The line containing "pub mod screen;" marks where copying starts, so set down that line and each one after it exactly, through the end of the records.

Data in this exercise >>
BEGIN

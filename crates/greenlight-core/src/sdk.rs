//! The authentication SDK contract consumed by the frontend.
//!
//! The SDK itself (request signing, transport, cryptographic approval)
//! is an external collaborator. Frontends receive an implementation of
//! [`AuthClient`] by injection and never reach for a process-wide instance.

use async_trait::async_trait;
use thiserror::Error;

use crate::request::ApprovalRequest;

/// Errors surfaced by the authentication SDK.
///
/// From the screen's point of view there is exactly one error kind,
/// "action failed", caught at the screen boundary and converted into a
/// user-visible transient message. The variants exist for diagnostics.
#[derive(Debug, Clone, Error)]
pub enum AuthError {
    /// The SDK could not reach the authentication service.
    #[error("transport failure: {0}")]
    Transport(String),

    /// The service refused the operation.
    #[error("service rejected the operation: {0}")]
    Rejected(String),

    /// The device's registration no longer exists.
    #[error("device registration was deleted")]
    DeviceDeleted,
}

/// Result alias for SDK operations.
pub type AuthResult<T> = Result<T, AuthError>;

/// Client interface of the external authentication SDK.
///
/// Both decision operations block on network I/O, so frontends must invoke
/// them off the UI context. Timeouts are the SDK's responsibility.
#[async_trait]
pub trait AuthClient: Send + Sync {
    /// Approve a pending request.
    ///
    /// # Errors
    ///
    /// Returns an [`AuthError`] when the decision could not be delivered.
    async fn approve_request(&self, request: &ApprovalRequest) -> AuthResult<()>;

    /// Deny a pending request.
    ///
    /// # Errors
    ///
    /// Returns an [`AuthError`] when the decision could not be delivered.
    async fn deny_request(&self, request: &ApprovalRequest) -> AuthResult<()>;

    /// Check whether this device still holds a valid registration.
    async fn is_device_registered(&self) -> bool;
}

/// Why the user is being sent to the registration screen.
#[derive(Debug, Clone, Copy, PartialEq, Eq)]
pub enum RegistrationReason {
    /// The device's registration was deleted on the service side.
    DeviceDeleted,
    /// The device was never registered.
    NeverRegistered,
}

impl RegistrationReason {
    /// User-facing explanation for the registration screen.
    #[must_use]
    pub fn message(self) -> &'static str {
        match self {
            Self::DeviceDeleted => {
                "This device's registration was deleted. Register again to keep approving requests."
            },
            Self::NeverRegistered => "This device is not registered yet.",
        }
    }
}

impl std::fmt::Display for RegistrationReason {
    fn fmt(&self, f: &mut std::fmt::Formatter<'_>) -> std::fmt::Result {
        match self {
            Self::DeviceDeleted => write!(f, "device_deleted"),
            Self::NeverRegistered => write!(f, "never_registered"),
        }
    }
}
//! Greenlight TUI - terminal frontend for approval requests.
//!
//! Renders one approval request in full detail (rich text message, logo,
//! attribute rows) and lets the user approve or deny it. The decision is
//! delegated to an injected [`greenlight_core::AuthClient`]; the SDK call
//! runs on a background task while the UI loop stays responsive.
//!
//! The screen logic ([`screen::DetailScreen`], [`render::RenderState`]) is
//! independent of the terminal and fully testable headless.

#![deny(unsafe_code)]
#![warn(missing_docs)]
#![deny(clippy::all)]
#![warn(unreachable_pub)]
#![deny(clippy::unwrap_used)]
#![cfg_attr(test, allow(clippy::unwrap_used))]
#![cfg_attr(test, allow(clippy::arithmetic_side_effects))]

pub mod app;
pub mod config;
pub mod demo;
pub mod error;
pub mod event;
pub mod markup;
pub mod notice;
pub mod registration;
pub mod render;
pub mod screen;
pub mod terminal;
pub mod theme;

pub use app::{App, Route};
pub use config::FrontendConfig;
pub use error::{FrontendError, FrontendResult};
pub use event::{ActionOutcome, AppEvent, ApprovalAction, Nav};
pub use screen::DetailScreen;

END

Result of this task >>
pub mod screen;
pub mod terminal;
pub mod theme;

pub use app::{App, Route};
pub use config::FrontendConfig;
pub use error::{FrontendError, FrontendResult};
pub use event::{ActionOutcome, AppEvent, ApprovalAction, Nav};
pub use screen::DetailScreen;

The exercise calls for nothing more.